START Exercise inputs
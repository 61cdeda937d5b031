//! Money type for representing currency amounts
//!
//! Wraps `rust_decimal::Decimal` so every amount is exact base-10 arithmetic.
//! The scale of a parsed amount is preserved, which keeps CSV export and
//! import lossless ("200" stays "200", "10.50" stays "10.50").

use rust_decimal::Decimal;
use serde::{Deserialize, Serialize};
use std::fmt;
use std::ops::{Add, AddAssign, Neg, Sub, SubAssign};
use std::str::FromStr;

/// A monetary amount in the wallet's single currency
#[derive(Debug, Clone, Copy, PartialEq, Eq, PartialOrd, Ord, Hash, Serialize, Deserialize)]
#[serde(transparent)]
pub struct Money(Decimal);

impl Money {
    /// Zero amount
    pub const ZERO: Money = Money(Decimal::ZERO);

    /// Create a Money amount from a decimal
    pub const fn new(amount: Decimal) -> Self {
        Self(amount)
    }

    /// Create a Money amount from an integer mantissa and a scale
    ///
    /// # Examples
    /// ```
    /// use finance_manager::models::Money;
    /// let amount = Money::from_parts(1050, 2); // 10.50
    /// assert_eq!(amount.to_string(), "10.50");
    /// ```
    pub fn from_parts(mantissa: i64, scale: u32) -> Self {
        Self(Decimal::new(mantissa, scale))
    }

    /// Create a zero Money amount
    pub const fn zero() -> Self {
        Self::ZERO
    }

    /// Get the underlying decimal
    pub const fn as_decimal(&self) -> Decimal {
        self.0
    }

    /// Check if the amount is zero
    pub fn is_zero(&self) -> bool {
        self.0.is_zero()
    }

    /// Check if the amount is strictly positive
    pub fn is_positive(&self) -> bool {
        self.0 > Decimal::ZERO
    }

    /// Check if the amount is strictly negative
    pub fn is_negative(&self) -> bool {
        self.0 < Decimal::ZERO
    }

    /// Multiply by a plain factor (e.g. 0.8 for an 80% threshold)
    pub fn scaled(&self, factor: Decimal) -> Self {
        Self(self.0 * factor)
    }

    /// Parse a money amount from a string
    ///
    /// Accepts formats: "10.50", "-10.50", "$10.50", "10"
    pub fn parse(s: &str) -> Result<Self, MoneyParseError> {
        let trimmed = s.trim();

        let (negative, rest) = match trimmed.strip_prefix('-') {
            Some(stripped) => (true, stripped),
            None => (false, trimmed),
        };
        let rest = rest.strip_prefix('$').unwrap_or(rest);

        if rest.is_empty() || rest.starts_with(|c: char| c == '-' || c == '+') {
            return Err(MoneyParseError::InvalidFormat(s.to_string()));
        }

        let value = Decimal::from_str(rest)
            .map_err(|_| MoneyParseError::InvalidFormat(s.to_string()))?;

        Ok(Self(if negative { -value } else { value }))
    }
}

impl Default for Money {
    fn default() -> Self {
        Self::zero()
    }
}

impl From<Decimal> for Money {
    fn from(amount: Decimal) -> Self {
        Self(amount)
    }
}

impl FromStr for Money {
    type Err = MoneyParseError;

    fn from_str(s: &str) -> Result<Self, Self::Err> {
        Self::parse(s)
    }
}

impl fmt::Display for Money {
    fn fmt(&self, f: &mut fmt::Formatter<'_>) -> fmt::Result {
        write!(f, "{}", self.0)
    }
}

impl Add for Money {
    type Output = Self;

    fn add(self, other: Self) -> Self {
        Self(self.0 + other.0)
    }
}

impl AddAssign for Money {
    fn add_assign(&mut self, other: Self) {
        self.0 += other.0;
    }
}

impl Sub for Money {
    type Output = Self;

    fn sub(self, other: Self) -> Self {
        Self(self.0 - other.0)
    }
}

impl SubAssign for Money {
    fn sub_assign(&mut self, other: Self) {
        self.0 -= other.0;
    }
}

impl Neg for Money {
    type Output = Self;

    fn neg(self) -> Self {
        Self(-self.0)
    }
}

impl std::iter::Sum for Money {
    fn sum<I: Iterator<Item = Self>>(iter: I) -> Self {
        iter.fold(Money::zero(), |acc, m| acc + m)
    }
}

impl<'a> std::iter::Sum<&'a Money> for Money {
    fn sum<I: Iterator<Item = &'a Money>>(iter: I) -> Self {
        iter.fold(Money::zero(), |acc, m| acc + *m)
    }
}

/// Error type for money parsing
#[derive(Debug, Clone, PartialEq, Eq)]
pub enum MoneyParseError {
    InvalidFormat(String),
}

impl fmt::Display for MoneyParseError {
    fn fmt(&self, f: &mut fmt::Formatter<'_>) -> fmt::Result {
        match self {
            MoneyParseError::InvalidFormat(s) => write!(f, "Invalid money format: {}", s),
        }
    }
}

impl std::error::Error for MoneyParseError {}
//! register, login and logout

use std::io::{BufRead, Write};

use super::{parse_amount, Console, Context, Session};
use crate::error::FinanceResult;

/// Register a user and log them in
pub fn register<R: BufRead, W: Write>(
    ctx: &Context<'_>,
    console: &mut Console<R, W>,
    session: &mut Session,
) -> FinanceResult<()> {
    console.println("--- User registration ---")?;
    let login = console.ask("Login: ")?;
    let password = console.ask_password("Password: ")?;
    let initial_balance = parse_amount(&console.ask("Initial balance (e.g. 0 or 1000): ")?)?;

    let user = ctx.users().register(&login, &password, initial_balance)?;
    console.println(format!(
        "User '{}' registered successfully. You are now logged in.",
        user.login()
    ))?;
    *session = Session::LoggedIn(user);
    Ok(())
}

pub fn login<R: BufRead, W: Write>(
    ctx: &Context<'_>,
    console: &mut Console<R, W>,
    session: &mut Session,
) -> FinanceResult<()> {
    if let Some(user) = session.user() {
        return console.println(format!(
            "You are already logged in as '{}'. Please logout first.",
            user.login()
        ));
    }

    console.println("--- Login ---")?;
    let login = console.ask("Login: ")?;
    let password = console.ask_password("Password: ")?;

    let user = ctx.users().login(&login, &password)?;
    tracing::info!(login = user.login(), "logged in");
    console.println(format!("Login successful. Current user: {}", user.login()))?;
    *session = Session::LoggedIn(user);
    Ok(())
}

pub fn logout<R: BufRead, W: Write>(
    console: &mut Console<R, W>,
    session: &mut Session,
) -> FinanceResult<()> {
    match std::mem::take(session) {
        Session::LoggedIn(user) => {
            console.println(format!("Logging out user: {}", user.login()))
        }
        Session::Anonymous => console.println("No user is currently logged in."),
    }
}
//! Audit logging
//!
//! Records user registrations, recorded transactions, budget changes,
//! category renames and CSV imports in an append-only JSONL log.
//!
//! - `AuditEntry`: one operation on one entity, with optional before/after
//!   values.
//! - `AuditLogger`: appends entries to the log file.
//! - `generate_diff`: human-readable summary of what changed.

mod diff;
mod entry;
mod logger;

pub use diff::generate_diff;
pub use entry::{AuditEntry, EntityType, Operation};
pub use logger::AuditLogger;
//! Finance Manager - terminal personal finance tracker
//!
//! Each user owns one wallet holding an income/expense log and per-category
//! spending budgets. Budgets are created on the first expense in a category
//! and keep their `spent` total in step with the log.
//!
//! # Architecture
//!
//! - `models`: domain types (money, categories, budgets, transactions, wallets, users)
//! - `storage`: user and wallet stores (JSON files or in memory)
//! - `services`: business rules (categories, budgets, recording, import, users)
//! - `audit`: append-only audit log of mutations
//! - `export`: CSV export
//! - `display`: table formatting
//! - `cli`: interactive command shell
//!
//! # Example
//!
//! ```rust,ignore
//! use finance_manager::models::{Money, Wallet};
//! use finance_manager::services::{CategoryService, WalletService};
//! use finance_manager::storage::Storage;
//!
//! let storage = Storage::in_memory();
//! let mut wallet = Wallet::new("alice", Money::from_parts(1000, 0))?;
//! let food = CategoryService::new(&storage).resolve(&wallet, "Food")?;
//! WalletService::new(&storage).add_expense(&mut wallet, Money::from_parts(200, 0), &food, None)?;
//! ```

pub mod audit;
pub mod cli;
pub mod config;
pub mod crypto;
pub mod display;
pub mod error;
pub mod export;
pub mod logging;
pub mod models;
pub mod services;
pub mod storage;

pub use error::{FinanceError, FinanceResult};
END Exercise inputs
What you have to do:
Return all lines of the data in which the string "factor" appears.

Solved problem:
    /// Multiply by a plain factor (e.g. 0.8 for an 80% threshold)
    pub fn scaled(&self, factor: Decimal) -> Self {
        Self(self.0 * factor)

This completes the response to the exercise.